Elijah has been considered the model of Christian monasticism since the first monks and nuns lived in the desert, either alone or in communities. In the old testament story, God orders Elijah to live in the desert and be fed by ravens.

God is angry with Ahab, king of the Israelites, for killing his priests. He sends Elijah to tell Ahab that Israel will have no dew or rainfall for three and a half years. Then the Lord says to Elijah:

“Go to the east and hide by Kerith Brook, near where it enters the Jordan river. Drink from the brook and eat what the ravens bring you, for I have commanded them to bring you food.

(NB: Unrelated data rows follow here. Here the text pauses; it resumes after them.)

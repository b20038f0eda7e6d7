use std::fs::File;
use std::io::{BufWriter, Write};
use std::path::Path;

use crate::error::{Error, Result};
use crate::events::EventKind;

/// Separator between exon ids in an `event_id`.
pub const EVENT_ID_SEP: &str = "@";

/// Separator between several ids sharing one cell.
const CELL_SEP: &str = ",";

pub const ISOFORM_COLUMNS: [&str; 2] = ["isoform1_transcripts", "isoform2_transcripts"];

/// One detected event.
///
/// `junctions[i]` holds the junctions of the i-th junction column of the event
/// kind; normally exactly one each.
#[derive(Debug, Clone, PartialEq, Eq)]
pub struct EventRow {
    pub exons: Vec<String>,
    pub junctions: Vec<Vec<String>>,
    pub event_id: String,
    pub isoform1_transcripts: Vec<String>,
    pub isoform2_transcripts: Vec<String>,
}

impl EventRow {
    pub fn new(exons: Vec<String>, junctions: Vec<Vec<String>>) -> Self {
        let event_id = exons.join(EVENT_ID_SEP);
        Self {
            exons,
            junctions,
            event_id,
            isoform1_transcripts: Vec::new(),
            isoform2_transcripts: Vec::new(),
        }
    }

    /// All junction ids of the event, column by column.
    pub fn junction_ids(&self) -> Vec<&str> {
        self.junctions
            .iter()
            .flat_map(|col| col.iter().map(|s| s.as_str()))
            .collect()
    }

    /// Transcript ids of both isoforms.
    pub fn transcript_ids(&self) -> impl Iterator<Item = &str> {
        self.isoform1_transcripts
            .iter()
            .chain(self.isoform2_transcripts.iter())
            .map(|s| s.as_str())
    }
}

/// Output of one detector run.
#[derive(Debug, Clone, PartialEq, Eq)]
pub struct EventTable {
    pub kind: EventKind,
    rows: Vec<EventRow>,
    annotated: bool,
}

impl EventTable {
    pub fn new(kind: EventKind, rows: Vec<EventRow>) -> Self {
        Self {
            kind,
            rows,
            annotated: false,
        }
    }

    pub fn rows(&self) -> &[EventRow] {
        &self.rows
    }

    pub(crate) fn rows_mut(&mut self) -> &mut [EventRow] {
        &mut self.rows
    }

    pub fn into_rows(self) -> Vec<EventRow> {
        self.rows
    }

    pub fn len(&self) -> usize {
        self.rows.len()
    }

    pub fn is_empty(&self) -> bool {
        self.rows.is_empty()
    }

    pub fn is_annotated(&self) -> bool {
        self.annotated
    }

    pub(crate) fn mark_annotated(&mut self) {
        self.annotated = true;
    }

    pub fn row(&self, event_id: &str) -> Option<&EventRow> {
        self.rows.iter().find(|r| r.event_id == event_id)
    }

    /// Column names: exons, junctions, `event_id`, then isoform transcripts if annotated.
    pub fn header(&self) -> Vec<&'static str> {
        let mut cols: Vec<&'static str> = Vec::new();
        cols.extend_from_slice(self.kind.exon_columns());
        cols.extend_from_slice(self.kind.junction_columns());
        cols.push("event_id");
        if self.annotated {
            cols.extend_from_slice(&ISOFORM_COLUMNS);
        }
        cols
    }

    /// Write the table as TSV with a header line.
    pub fn write_tsv<W: Write>(&self, mut w: W) -> std::io::Result<()> {
        writeln!(w, "{}", self.header().join("\t"))?;

        for row in &self.rows {
            let mut cells: Vec<String> = row.exons.clone();
            cells.extend(row.junctions.iter().map(|col| col.join(CELL_SEP)));
            cells.push(row.event_id.clone());
            if self.annotated {
                cells.push(row.isoform1_transcripts.join(CELL_SEP));
                cells.push(row.isoform2_transcripts.join(CELL_SEP));
            }
            writeln!(w, "{}", cells.join("\t"))?;
        }

        w.flush()
    }

    pub fn save(&self, path: impl AsRef<Path>) -> Result<()> {
        let path = path.as_ref();
        let f = File::create(path).map_err(|e| Error::io(e, path))?;
        self.write_tsv(BufWriter::new(f))
            .map_err(|e| Error::io(e, path))
    }
}
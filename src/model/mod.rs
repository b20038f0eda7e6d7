pub mod types;
pub mod exon;
pub mod transcript;

pub use types::{ExonId, TranscriptId};
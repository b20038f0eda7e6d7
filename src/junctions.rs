//! Junction tables and the triples that tie junctions to their flanking exons.
//!
//! Junction ids are regions whose coordinates are the intron, 1-based
//! inclusive: the upstream exon ends at `start - 1` and the downstream exon
//! starts at `stop + 1`.

use std::fs::File;
use std::io::{BufRead, BufReader, BufWriter, Write};
use std::path::Path;

use flate2::read::GzDecoder;
use log::{debug, info};

use crate::error::{Error, Result};
use crate::graph::Triple;
use crate::index::AnnotationIndex;
use crate::types::{Direction, Region};

const PROGRESS_EVERY: usize = 10_000;

/// Exons on either side of one junction.
#[derive(Debug, Clone, PartialEq, Eq, Default)]
pub struct JunctionExons {
    pub junction: String,
    pub upstream: Vec<String>,
    pub downstream: Vec<String>,
}

/// Open a table, decompressing `.gz` files.
pub fn open_table(path: impl AsRef<Path>) -> Result<Box<dyn BufRead>> {
    let path = path.as_ref();
    let f = File::open(path).map_err(|e| Error::io(e, path))?;
    let is_gz = path
        .extension()
        .and_then(|s| s.to_str())
        .map(|ext| ext.eq_ignore_ascii_case("gz"))
        .unwrap_or(false);

    Ok(if is_gz {
        Box::new(BufReader::new(GzDecoder::new(f)))
    } else {
        Box::new(BufReader::new(f))
    })
}

/// Data lines of a table as `(line_no, fields)`; comments, blank lines and a
/// header (the first other line, if it starts with `header`) are skipped.
fn data_lines<R: BufRead>(
    reader: R,
    header: &'static str,
) -> impl Iterator<Item = Result<(usize, Vec<String>)>> {
    let mut seen_data = false;
    reader
        .lines()
        .enumerate()
        .filter_map(move |(i, line)| {
            let line = match line {
                Ok(l) => l,
                Err(e) => return Some(Err(Error::from(e))),
            };
            if line.trim().is_empty() || line.starts_with('#') {
                return None;
            }
            let fields: Vec<String> = line.split('\t').map(|f| f.trim().to_string()).collect();
            let first = !seen_data;
            seen_data = true;
            if first && fields[0] == header {
                return None;
            }
            Some(Ok((i + 1, fields)))
        })
}

/// One junction id per line (first tab-separated column).
pub fn read_junction_ids<R: BufRead>(reader: R) -> Result<Vec<String>> {
    let mut out = Vec::new();
    for line in data_lines(reader, "junction") {
        let (_, fields) = line?;
        out.push(fields[0].clone());
    }
    Ok(out)
}

/// Find the annotated exons flanking every junction.
///
/// Every junction id must parse as a region. Junctions without any adjacent
/// exon produce no triples.
pub fn adjacent_triples(junctions: &[String], index: &AnnotationIndex) -> Result<Vec<Triple>> {
    let mut triples = Vec::new();
    let mut n_orphans = 0usize;

    info!("Finding exons adjacent to {} junctions...", junctions.len());
    for (i, junction) in junctions.iter().enumerate() {
        let region: Region = junction.parse()?;

        let upstream = match region.start.checked_sub(1) {
            Some(pos) => index.exons_ending_at(&region.chrom, region.strand, pos),
            None => Vec::new(),
        };
        let downstream = match region.stop.checked_add(1) {
            Some(pos) => index.exons_starting_at(&region.chrom, region.strand, pos),
            None => Vec::new(),
        };

        if upstream.is_empty() && downstream.is_empty() {
            debug!("{} has no annotated exon on either side", junction);
            n_orphans += 1;
        }

        triples.extend(
            upstream
                .iter()
                .map(|e| Triple::new(junction.as_str(), e.id.as_str(), Direction::Upstream)),
        );
        triples.extend(
            downstream
                .iter()
                .map(|e| Triple::new(junction.as_str(), e.id.as_str(), Direction::Downstream)),
        );

        if (i + 1) % PROGRESS_EVERY == 0 {
            info!("\t{}/{} junctions done", i + 1, junctions.len());
        }
    }

    info!(
        "{} triples from {} junctions ({} without adjacent exons)",
        triples.len(),
        junctions.len(),
        n_orphans
    );
    Ok(triples)
}

/// Expand per-junction exon lists into triples.
pub fn triples_from_exon_lists(rows: &[JunctionExons]) -> Vec<Triple> {
    let mut triples = Vec::new();
    for row in rows {
        for exon in &row.upstream {
            triples.push(Triple::new(row.junction.as_str(), exon.as_str(), Direction::Upstream));
        }
        for exon in &row.downstream {
            triples.push(Triple::new(row.junction.as_str(), exon.as_str(), Direction::Downstream));
        }
    }
    triples
}

/// Read `junction\tupstream\tdownstream` rows; the exon columns are comma lists
/// and may be empty.
pub fn read_junction_exons<R: BufRead>(reader: R) -> Result<Vec<JunctionExons>> {
    let split = |cell: Option<&String>| -> Vec<String> {
        cell.map(|c| {
            c.split(',')
                .map(str::trim)
                .filter(|s| !s.is_empty())
                .map(str::to_string)
                .collect()
        })
        .unwrap_or_default()
    };

    let mut out = Vec::new();
    for line in data_lines(reader, "junction") {
        let (line_no, fields) = line?;
        if fields.len() > 3 {
            return Err(Error::MalformedTable {
                line_no,
                problem: format!("expected at most 3 columns, found {}", fields.len()),
            });
        }
        out.push(JunctionExons {
            junction: fields[0].clone(),
            upstream: split(fields.get(1)),
            downstream: split(fields.get(2)),
        });
    }
    Ok(out)
}

/// Read a `junction\texon\tdirection` table.
pub fn read_triples<R: BufRead>(reader: R) -> Result<Vec<Triple>> {
    let mut out = Vec::new();
    for line in data_lines(reader, "junction") {
        let (line_no, fields) = line?;
        let [junction, exon, direction] = fields.as_slice() else {
            return Err(Error::MalformedTable {
                line_no,
                problem: format!("expected 3 columns, found {}", fields.len()),
            });
        };
        let direction: Direction = direction.parse().map_err(|e: Error| Error::MalformedTable {
            line_no,
            problem: e.to_string(),
        })?;
        out.push(Triple::new(junction.as_str(), exon.as_str(), direction));
    }
    Ok(out)
}

pub fn write_triples<W: Write>(triples: &[Triple], mut w: W) -> std::io::Result<()> {
    writeln!(w, "junction\texon\tdirection")?;
    for t in triples {
        writeln!(w, "{}\t{}\t{}", t.junction, t.exon, t.direction)?;
    }
    w.flush()
}

pub fn load_triples(path: impl AsRef<Path>) -> Result<Vec<Triple>> {
    read_triples(open_table(path)?)
}

pub fn save_triples(triples: &[Triple], path: impl AsRef<Path>) -> Result<()> {
    let path = path.as_ref();
    let f = File::create(path).map_err(|e| Error::io(e, path))?;
    write_triples(triples, BufWriter::new(f)).map_err(|e| Error::io(e, path))
}

#[cfg(test)]
mod tests {
    use super::*;
    use crate::index::AnnotationKeys;
    use std::io::Cursor;

    const GTF: &str = "\
chr1\tsrc\texon\t100\t200\t.\t+\t.\tgene_id \"G\"; transcript_id \"T1\";
chr1\tsrc\texon\t300\t400\t.\t+\t.\tgene_id \"G\"; transcript_id \"T1\";
chr1\tsrc\texon\t300\t400\t.\t-\t.\tgene_id \"H\"; transcript_id \"T9\";
";

    #[test]
    fn junction_table_skips_comments_and_header() {
        let text = "junction\tcount\n# comment\nchr1:201-299:+\t12\n\nchr1:401-499:+\n";
        let ids = read_junction_ids(Cursor::new(text)).unwrap();
        assert_eq!(ids, vec!["chr1:201-299:+", "chr1:401-499:+"]);
    }

    #[test]
    fn header_after_leading_comments_is_skipped() {
        let text = "# made by the aligner\n\njunction\nchr1:201-299:+\n";
        let ids = read_junction_ids(Cursor::new(text)).unwrap();
        assert_eq!(ids, vec!["chr1:201-299:+"]);

        let text = "# c\njunction\texon\tdirection\nj1\te1\tupstream\n";
        let triples = read_triples(Cursor::new(text)).unwrap();
        assert_eq!(triples, vec![Triple::new("j1", "e1", Direction::Upstream)]);
    }

    #[test]
    fn only_the_first_data_line_can_be_a_header() {
        let text = "chr1:201-299:+\njunction\n";
        let ids = read_junction_ids(Cursor::new(text)).unwrap();
        assert_eq!(ids, vec!["chr1:201-299:+", "junction"]);
    }

    #[test]
    fn flanking_exons_follow_intron_coordinates() {
        let index = AnnotationIndex::new()
            .from_reader(Cursor::new(GTF), AnnotationKeys::default())
            .unwrap();
        let junctions = vec!["chr1:201-299:+".to_string(), "chr1:5000-6000:+".to_string()];

        let triples = adjacent_triples(&junctions, &index).unwrap();
        assert_eq!(
            triples,
            vec![
                Triple::new("chr1:201-299:+", "exon:chr1:100-200:+", Direction::Upstream),
                Triple::new("chr1:201-299:+", "exon:chr1:300-400:+", Direction::Downstream),
            ]
        );
    }

    #[test]
    fn bad_junction_ids_are_fatal() {
        let index = AnnotationIndex::new();
        let err = adjacent_triples(&["nonsense".to_string()], &index).unwrap_err();
        assert!(matches!(err, Error::InvalidRegion { .. }));
    }

    #[test]
    fn exon_lists_expand_to_triples() {
        let text = "junction\tupstream\tdownstream\nj1\te1,e2\te3\nj2\t\te4\n";
        let rows = read_junction_exons(Cursor::new(text)).unwrap();
        assert_eq!(rows.len(), 2);
        assert_eq!(rows[0].upstream, vec!["e1", "e2"]);
        assert!(rows[1].upstream.is_empty());

        let triples = triples_from_exon_lists(&rows);
        assert_eq!(triples.len(), 4);
        assert_eq!(triples[1], Triple::new("j1", "e2", Direction::Upstream));
        assert_eq!(triples[3], Triple::new("j2", "e4", Direction::Downstream));
    }

    #[test]
    fn triple_table_reads_back() {
        let triples = vec![
            Triple::new("j1", "e1", Direction::Upstream),
            Triple::new("j1", "e2", Direction::Downstream),
        ];
        let mut out = Vec::new();
        write_triples(&triples, &mut out).unwrap();
        assert_eq!(read_triples(Cursor::new(out)).unwrap(), triples);
    }

    #[test]
    fn malformed_triple_lines_name_the_line() {
        let text = "junction\texon\tdirection\nj1\te1\tupstream\nj1\te2\tsideways\n";
        let err = read_triples(Cursor::new(text)).unwrap_err();
        assert!(matches!(err, Error::MalformedTable { line_no: 3, .. }));

        let err = read_triples(Cursor::new("j1\te1\n")).unwrap_err();
        assert!(matches!(err, Error::MalformedTable { line_no: 1, .. }));
    }

    #[test]
    fn triples_save_and_load_from_disk() {
        let dir = tempfile::tempdir().unwrap();
        let path = dir.path().join("triples.tsv");
        let triples = vec![Triple::new("j1", "e1", Direction::Upstream)];

        save_triples(&triples, &path).unwrap();
        assert_eq!(load_triples(&path).unwrap(), triples);
    }
}
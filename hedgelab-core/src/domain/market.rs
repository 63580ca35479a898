//! Market data and strategy parameters supplied alongside the position.

use serde::{Deserialize, Serialize};

/// Latest market observation for the symbol.
#[derive(Debug, Clone, Copy, Default, PartialEq, Serialize, Deserialize)]
pub struct MarketSnapshot {
    pub price: Option<f64>,
    pub timestamp_millis: Option<i64>,
}

impl MarketSnapshot {
    pub fn new(price: f64, timestamp_millis: i64) -> Self {
        Self {
            price: Some(price),
            timestamp_millis: Some(timestamp_millis),
        }
    }

    /// Market timestamp, or the wall clock when the feed sent none.
    pub fn now_millis(&self) -> i64 {
        match self.timestamp_millis {
            Some(ts) if ts > 0 => ts,
            _ => chrono::Utc::now().timestamp_millis(),
        }
    }
}

/// Fallback leg record from `strategyParams.oppositePositions`.
#[derive(Debug, Clone, Default, PartialEq, Serialize, Deserialize)]
pub struct OppositePosition {
    pub is_short: bool,
    pub profit_count: Option<u32>,
    pub profit_pct: Option<f64>,
    pub add_count: Option<u32>,
    pub open_rate: Option<f64>,
    pub leverage: Option<f64>,
}

/// Recognised strategy parameters.
#[derive(Debug, Clone, Default, PartialEq, Serialize, Deserialize)]
pub struct StrategyParams {
    /// Caller-configured leverage used when a leg carries none.
    pub leverage: Option<f64>,
    pub opposite_positions: Vec<OppositePosition>,
}

/// Account information. Not read by the dual-direction strategy; kept so every
/// strategy shares one call signature.
pub type Account = serde_json::Map<String, serde_json::Value>;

So Elijah did as the Lord told him and camped beside Kerith Brook, east of the Jordan. The ravens brought him bread and meat each morning and evening, and he drank from the brook. But after awhile the brook dried up and there was no rainfall anywhere in the land.

Elijah fed by ravens, artist unknown.

Then the Lord said to Elijah, ‘Go and live in the village of Zarephath, near the city of Sidon. I have instructed a widow there to feed you.’ So he went to Zarephath. As he arrived at the gates of the village, he saw a widow gathering sticks, and he asked her, ‘Would you please bring me a little water in a cup?’ As she was going to get it, he called to her, ‘Bring me a bite of bread, too.’

But she said, ‘I swear by the Lord your God that I don’t have a single piece of bread in the house. And I have only a handful of flour left in the jar and a little cooking oil in the bottom of the jug. I was just gathering a few sticks to cook this last meal, and then my son and I will die.’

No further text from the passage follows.